Saved data entries:
- - - - - - -

//! GetDashboardStatsHandler - Query handler for the dashboard headline
//! counts.

use std::sync::Arc;

use crate::domain::dashboard::DashboardStats;
use crate::ports::{ReaderError, StudentReader};

/// Query for the dashboard statistics. Carries no parameters; the stats
/// always cover the whole roster.
#[derive(Debug, Clone, Default)]
pub struct GetDashboardStatsQuery;

/// Handler computing the dashboard statistics.
pub struct GetDashboardStatsHandler {
    students: Arc<dyn StudentReader>,
}

impl GetDashboardStatsHandler {
    pub fn new(students: Arc<dyn StudentReader>) -> Self {
        Self { students }
    }

    pub async fn handle(
        &self,
        _query: GetDashboardStatsQuery,
    ) -> Result<DashboardStats, ReaderError> {
        let students = self.students.list_students().await?;
        Ok(DashboardStats::from_students(&students))
    }
}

- - - - - - -

Lines above with the string "statistics" need to be found and copied.

/// Query for the dashboard statistics. Carries no parameters; the stats
/// Handler computing the dashboard statistics.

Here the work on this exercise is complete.